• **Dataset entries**

------

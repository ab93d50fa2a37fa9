//! Client side of the kubedeploy console
//!
//! Talks to the kubedeploy backend, keeps resource collections in sync and
//! runs the deploy workflow. Rendering is left to the caller.

pub mod api;
pub mod context;
pub mod error;
pub mod session;
pub mod sync;
pub mod workflow;

pub use api::{HttpResourceClient, ResourceApi};
pub use context::{ClientSettings, ConsoleContext};
pub use error::{ApiError, ApiResult, SyncClosed};
pub use session::{SessionContext, SessionState};
pub use sync::{LiveView, QueryKey, QueryState, ResourceKind, ResourceSync, SyncConfig, ViewStatus};
pub use workflow::{DeploymentError, DeploymentOutcome, DeploymentStage, Workflow};
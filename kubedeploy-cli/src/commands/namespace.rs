///! Namespace commands

use super::settled_items;
use crate::output::{self, OutputFormat};
use crate::views::NamespaceRow;
use crate::NamespaceCommands;
use anyhow::Result;
use kubedeploy_client::ConsoleContext;

pub async fn handle_namespace_command(
    command: NamespaceCommands,
    ctx: &ConsoleContext,
    output_format: &str,
) -> Result<()> {
    match command {
        NamespaceCommands::List => {
            let namespaces = settled_items(ctx.watch_namespaces().await).await?;
            output::print_output(&namespaces, OutputFormat::from_str(output_format), |name| NamespaceRow {
                name: name.clone(),
            })?;
        }
    }

    Ok(())
}
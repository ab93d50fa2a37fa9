//! Session context
//!
//! Holds the bearer credential for the lifetime of the console. Every request
//! reads the token from here, and an authorization denial tears the session
//! down in one place. Watchers get the state changes so they can send the
//! user back to login.

use kubedeploy_common::auth::Session;
use std::sync::Arc;
use tokio::sync::watch;
use tracing::{info, warn};

/// Authentication state of the console
#[derive(Debug, Clone, PartialEq, Eq, Default)]
pub enum SessionState {
    #[default]
    Anonymous,
    Authenticated(Session),
    /// The backend denied a previously valid credential; re-login required
    Expired,
}

impl SessionState {
    pub fn session(&self) -> Option<&Session> {
        match self {
            Self::Authenticated(session) => Some(session),
            _ => None,
        }
    }
}

/// Shared, observable session holder
#[derive(Clone)]
pub struct SessionContext {
    state: Arc<watch::Sender<SessionState>>,
}

impl SessionContext {
    pub fn new() -> Self {
        Self::from_state(SessionState::Anonymous)
    }

    /// Start from a credential persisted by an earlier login
    pub fn with_session(session: Session) -> Self {
        Self::from_state(SessionState::Authenticated(session))
    }

    fn from_state(initial: SessionState) -> Self {
        let (tx, _) = watch::channel(initial);
        Self { state: Arc::new(tx) }
    }

    pub fn establish(&self, session: Session) {
        info!(user = %session.user.username, "session established");
        self.state.send_replace(SessionState::Authenticated(session));
    }

    pub fn state(&self) -> SessionState {
        self.state.borrow().clone()
    }

    pub fn current(&self) -> Option<Session> {
        self.state.borrow().session().cloned()
    }

    pub fn token(&self) -> Option<String> {
        self.state.borrow().session().map(|s| s.token.clone())
    }

    pub fn is_authenticated(&self) -> bool {
        matches!(*self.state.borrow(), SessionState::Authenticated(_))
    }

    pub fn is_expired(&self) -> bool {
        matches!(*self.state.borrow(), SessionState::Expired)
    }

    /// User-initiated sign out; returns the session that was dropped
    pub fn logout(&self) -> Option<Session> {
        let previous = self.state.send_replace(SessionState::Anonymous);
        previous.session().cloned()
    }

    /// Authorization was denied. Drops the credential and flags the session
    /// as expired. Returns false when there was no session to tear down.
    pub fn expire(&self) -> bool {
        let torn_down = self.state.send_if_modified(|state| {
            if matches!(state, SessionState::Authenticated(_)) {
                *state = SessionState::Expired;
                true
            } else {
                false
            }
        });

        if torn_down {
            warn!("authorization denied, session cleared");
        }
        torn_down
    }

    pub fn subscribe(&self) -> watch::Receiver<SessionState> {
        self.state.subscribe()
    }
}

impl Default for SessionContext {
    fn default() -> Self {
        Self::new()
    }
}
//! HTTP front-end for the JSON-RPC core
//!
//! Wraps the same request pipeline in a minimal HTTP envelope.

pub mod handlers;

------

• **Task brief**
Filter the entries above down to the lines that contain "token".

• **Task response**
//! reads the token from here, and an authorization denial tears the session
    pub fn token(&self) -> Option<String> {
        self.state.borrow().session().map(|s| s.token.clone())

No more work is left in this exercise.